§ **SOURCE MATERIAL**:
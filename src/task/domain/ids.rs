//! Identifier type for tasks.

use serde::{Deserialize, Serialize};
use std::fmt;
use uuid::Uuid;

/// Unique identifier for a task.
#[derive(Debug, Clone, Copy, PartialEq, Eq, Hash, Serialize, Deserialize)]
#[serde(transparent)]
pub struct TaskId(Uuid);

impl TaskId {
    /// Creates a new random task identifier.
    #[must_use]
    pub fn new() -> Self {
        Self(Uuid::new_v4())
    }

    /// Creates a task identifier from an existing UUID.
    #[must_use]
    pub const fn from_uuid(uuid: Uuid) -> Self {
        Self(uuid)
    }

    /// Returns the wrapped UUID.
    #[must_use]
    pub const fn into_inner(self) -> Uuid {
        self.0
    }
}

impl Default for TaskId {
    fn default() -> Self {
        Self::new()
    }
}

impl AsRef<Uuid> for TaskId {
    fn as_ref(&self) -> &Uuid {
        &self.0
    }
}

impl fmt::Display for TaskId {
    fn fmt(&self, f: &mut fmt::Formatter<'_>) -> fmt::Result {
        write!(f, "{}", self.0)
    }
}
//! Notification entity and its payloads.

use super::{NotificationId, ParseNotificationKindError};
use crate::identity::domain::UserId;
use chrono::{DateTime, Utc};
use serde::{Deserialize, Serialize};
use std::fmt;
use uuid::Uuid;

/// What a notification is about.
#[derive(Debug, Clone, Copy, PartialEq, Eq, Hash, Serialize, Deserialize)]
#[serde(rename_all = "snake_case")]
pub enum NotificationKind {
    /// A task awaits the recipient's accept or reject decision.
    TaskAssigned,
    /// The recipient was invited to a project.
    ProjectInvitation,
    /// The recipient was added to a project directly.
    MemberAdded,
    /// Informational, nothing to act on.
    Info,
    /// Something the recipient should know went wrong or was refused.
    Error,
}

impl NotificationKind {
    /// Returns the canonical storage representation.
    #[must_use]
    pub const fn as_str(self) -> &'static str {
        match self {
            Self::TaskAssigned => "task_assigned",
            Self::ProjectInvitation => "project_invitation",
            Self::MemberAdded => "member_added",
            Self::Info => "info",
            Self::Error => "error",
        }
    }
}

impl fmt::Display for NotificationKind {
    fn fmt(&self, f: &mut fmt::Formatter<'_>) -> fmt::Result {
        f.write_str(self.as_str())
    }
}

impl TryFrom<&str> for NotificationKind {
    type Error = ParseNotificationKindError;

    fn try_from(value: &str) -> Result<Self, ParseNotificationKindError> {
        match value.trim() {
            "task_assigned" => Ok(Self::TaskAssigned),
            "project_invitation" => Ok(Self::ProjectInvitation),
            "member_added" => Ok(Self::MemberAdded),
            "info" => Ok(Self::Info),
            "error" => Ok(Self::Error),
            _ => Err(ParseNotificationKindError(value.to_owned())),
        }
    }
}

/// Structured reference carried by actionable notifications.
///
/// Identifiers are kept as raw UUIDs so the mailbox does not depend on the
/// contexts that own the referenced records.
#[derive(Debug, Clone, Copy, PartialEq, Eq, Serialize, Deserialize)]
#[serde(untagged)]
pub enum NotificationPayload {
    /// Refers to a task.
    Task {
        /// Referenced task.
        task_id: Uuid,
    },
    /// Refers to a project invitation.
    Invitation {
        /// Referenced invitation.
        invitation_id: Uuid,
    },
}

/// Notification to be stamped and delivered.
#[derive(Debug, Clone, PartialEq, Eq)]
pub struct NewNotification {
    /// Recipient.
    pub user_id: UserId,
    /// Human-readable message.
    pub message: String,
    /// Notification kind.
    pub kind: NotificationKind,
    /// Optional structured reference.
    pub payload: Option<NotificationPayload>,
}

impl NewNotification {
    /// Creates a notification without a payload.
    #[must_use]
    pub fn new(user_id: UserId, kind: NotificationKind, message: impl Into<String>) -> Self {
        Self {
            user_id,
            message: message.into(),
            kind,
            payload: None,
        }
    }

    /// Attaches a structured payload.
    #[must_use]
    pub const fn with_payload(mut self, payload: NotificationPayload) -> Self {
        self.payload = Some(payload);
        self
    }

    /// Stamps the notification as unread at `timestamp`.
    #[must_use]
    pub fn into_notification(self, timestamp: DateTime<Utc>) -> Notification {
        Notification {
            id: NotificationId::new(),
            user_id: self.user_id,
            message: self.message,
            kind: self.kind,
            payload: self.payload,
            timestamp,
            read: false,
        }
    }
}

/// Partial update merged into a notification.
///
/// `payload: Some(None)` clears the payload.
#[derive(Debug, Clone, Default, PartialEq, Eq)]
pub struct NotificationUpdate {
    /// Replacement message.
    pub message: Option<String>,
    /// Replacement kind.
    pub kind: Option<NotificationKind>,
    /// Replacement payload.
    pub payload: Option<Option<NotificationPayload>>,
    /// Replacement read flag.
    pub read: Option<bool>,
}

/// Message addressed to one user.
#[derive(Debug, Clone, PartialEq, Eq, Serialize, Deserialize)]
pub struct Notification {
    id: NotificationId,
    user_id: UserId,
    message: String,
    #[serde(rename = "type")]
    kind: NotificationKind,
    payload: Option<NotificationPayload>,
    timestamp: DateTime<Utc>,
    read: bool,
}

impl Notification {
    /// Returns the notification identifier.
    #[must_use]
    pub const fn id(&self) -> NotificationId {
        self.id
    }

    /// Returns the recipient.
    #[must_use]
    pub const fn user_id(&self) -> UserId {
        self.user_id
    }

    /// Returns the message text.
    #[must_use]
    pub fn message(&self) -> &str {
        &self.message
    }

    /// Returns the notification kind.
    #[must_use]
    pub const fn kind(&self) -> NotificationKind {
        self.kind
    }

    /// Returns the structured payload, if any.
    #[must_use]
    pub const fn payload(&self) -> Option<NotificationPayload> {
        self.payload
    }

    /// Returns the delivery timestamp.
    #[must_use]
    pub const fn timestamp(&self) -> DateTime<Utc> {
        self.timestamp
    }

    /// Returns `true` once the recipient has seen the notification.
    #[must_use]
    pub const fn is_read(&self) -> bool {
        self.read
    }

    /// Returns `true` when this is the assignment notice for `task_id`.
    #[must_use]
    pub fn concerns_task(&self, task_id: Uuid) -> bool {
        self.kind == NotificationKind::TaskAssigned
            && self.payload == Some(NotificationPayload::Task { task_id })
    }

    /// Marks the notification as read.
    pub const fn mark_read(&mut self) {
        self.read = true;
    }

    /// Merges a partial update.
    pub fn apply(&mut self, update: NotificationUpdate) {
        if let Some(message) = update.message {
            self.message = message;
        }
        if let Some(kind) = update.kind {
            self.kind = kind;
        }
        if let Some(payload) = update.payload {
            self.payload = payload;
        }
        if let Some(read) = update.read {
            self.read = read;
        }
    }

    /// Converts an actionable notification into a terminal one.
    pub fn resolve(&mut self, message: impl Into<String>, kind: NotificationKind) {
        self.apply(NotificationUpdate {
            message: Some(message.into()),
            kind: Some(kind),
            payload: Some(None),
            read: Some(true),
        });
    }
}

§ **WHAT THE TASK ASKS**: From the listing above, find the number of lines with the word "bool" in them. Answer with the number only.

§ **TASK RESPONSE**: 4